TASK PROMPT = Please reproduce the whole listing without altering anything.

#####

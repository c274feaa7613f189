//! Criterion benchmarks for the order-preserving position codec and the
//! MessagePack value codec.

use std::hint::black_box;

use criterion::{criterion_group, criterion_main, BenchmarkId, Criterion};
use num_bigint::BigInt;
use veles::codec::{self, pos};
use veles::{NodeID, Value};

fn positions() -> Vec<(&'static str, BigInt)> {
    vec![
        ("zero", BigInt::from(0)),
        ("small", BigInt::from(-4096)),
        ("i64", BigInt::from(i64::MAX)),
        ("huge", BigInt::from(1) << 800usize),
    ]
}

fn bench_pos_encode(c: &mut Criterion) {
    let mut group = c.benchmark_group("pos_encode");
    for (name, value) in positions() {
        group.bench_with_input(BenchmarkId::from_parameter(name), &value, |b, v| {
            b.iter(|| pos::encode(black_box(v)))
        });
    }
    group.finish();
}

fn bench_pos_decode(c: &mut Criterion) {
    let mut group = c.benchmark_group("pos_decode");
    for (name, value) in positions() {
        let bytes = pos::encode(&value);
        group.bench_with_input(BenchmarkId::from_parameter(name), &bytes, |b, bytes| {
            b.iter(|| pos::decode(black_box(bytes)))
        });
    }
    group.finish();
}

fn bench_value_codec(c: &mut Criterion) {
    let node = Value::map([
        ("id", Value::from(NodeID::random())),
        ("name", Value::from("chunk")),
        ("start", Value::from(BigInt::from(1) << 70usize)),
        ("tags", Value::List(vec![Value::from("file"), Value::from("elf")])),
    ]);
    let bytes = codec::encode(&node);
    c.bench_function("value_encode", |b| b.iter(|| codec::encode(black_box(&node))));
    c.bench_function("value_decode", |b| b.iter(|| codec::decode(black_box(&bytes))));
}

criterion_group!(benches, bench_pos_encode, bench_pos_decode, bench_value_codec);
criterion_main!(benches);
//! Connected client descriptions for `list_connections`.

use crate::error::VelesError;
use crate::schema::fields::{expect_map, take_field, FromValue, IntoValue};
use crate::schema::value::Value;

#[derive(Debug, Clone, PartialEq, Eq, Default)]
pub struct ConnectionInfo {
    pub id: u64,
    pub client_name: String,
    pub client_version: String,
    pub client_description: String,
    pub client_type: String,
}

impl IntoValue for ConnectionInfo {
    fn into_value(self) -> Value {
        Value::map([
            ("id", self.id.into_value()),
            ("client_name", self.client_name.into_value()),
            ("client_version", self.client_version.into_value()),
            ("client_description", self.client_description.into_value()),
            ("client_type", self.client_type.into_value()),
        ])
    }
}

impl FromValue for ConnectionInfo {
    fn from_value(value: Value) -> Result<Self, VelesError> {
        let mut map = expect_map(value)?;
        Ok(ConnectionInfo {
            id: take_field(&mut map, "id")?,
            client_name: take_field(&mut map, "client_name")?,
            client_version: take_field(&mut map, "client_version")?,
            client_description: take_field(&mut map, "client_description")?,
            client_type: take_field(&mut map, "client_type")?,
        })
    }
}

#####

OUTPUT FOR THIS TASK =
repository c274feaa7613f189
//! Criterion benchmarks for the order-preserving position codec and the
//! MessagePack value codec.

use std::hint::black_box;

use criterion::{criterion_group, criterion_main, BenchmarkId, Criterion};
use num_bigint::BigInt;
use veles::codec::{self, pos};
use veles::{NodeID, Value};

fn positions() -> Vec<(&'static str, BigInt)> {
    vec![
        ("zero", BigInt::from(0)),
        ("small", BigInt::from(-4096)),
        ("i64", BigInt::from(i64::MAX)),
        ("huge", BigInt::from(1) << 800usize),
    ]
}

fn bench_pos_encode(c: &mut Criterion) {
    let mut group = c.benchmark_group("pos_encode");
    for (name, value) in positions() {
        group.bench_with_input(BenchmarkId::from_parameter(name), &value, |b, v| {
            b.iter(|| pos::encode(black_box(v)))
        });
    }
    group.finish();
}

fn bench_pos_decode(c: &mut Criterion) {
    let mut group = c.benchmark_group("pos_decode");
    for (name, value) in positions() {
        let bytes = pos::encode(&value);
        group.bench_with_input(BenchmarkId::from_parameter(name), &bytes, |b, bytes| {
            b.iter(|| pos::decode(black_box(bytes)))
        });
    }
    group.finish();
}

fn bench_value_codec(c: &mut Criterion) {
    let node = Value::map([
        ("id", Value::from(NodeID::random())),
        ("name", Value::from("chunk")),
        ("start", Value::from(BigInt::from(1) << 70usize)),
        ("tags", Value::List(vec![Value::from("file"), Value::from("elf")])),
    ]);
    let bytes = codec::encode(&node);
    c.bench_function("value_encode", |b| b.iter(|| codec::encode(black_box(&node))));
    c.bench_function("value_decode", |b| b.iter(|| codec::decode(black_box(&bytes))));
}

criterion_group!(benches, bench_pos_encode, bench_pos_decode, bench_value_codec);
criterion_main!(benches);
//! Connected client descriptions for `list_connections`.

use crate::error::VelesError;
use crate::schema::fields::{expect_map, take_field, FromValue, IntoValue};
use crate::schema::value::Value;

#[derive(Debug, Clone, PartialEq, Eq, Default)]
pub struct ConnectionInfo {
    pub id: u64,
    pub client_name: String,
    pub client_version: String,
    pub client_description: String,
    pub client_type: String,
}

impl IntoValue for ConnectionInfo {
    fn into_value(self) -> Value {
        Value::map([
            ("id", self.id.into_value()),
            ("client_name", self.client_name.into_value()),
            ("client_version", self.client_version.into_value()),
            ("client_description", self.client_description.into_value()),
            ("client_type", self.client_type.into_value()),
        ])
    }
}

impl FromValue for ConnectionInfo {
    fn from_value(value: Value) -> Result<Self, VelesError> {
        let mut map = expect_map(value)?;
        Ok(ConnectionInfo {
            id: take_field(&mut map, "id")?,
            client_name: take_field(&mut map, "client_name")?,
            client_version: take_field(&mut map, "client_version")?,
            client_description: take_field(&mut map, "client_description")?,
            client_type: take_field(&mut map, "client_type")?,
        })
    }
}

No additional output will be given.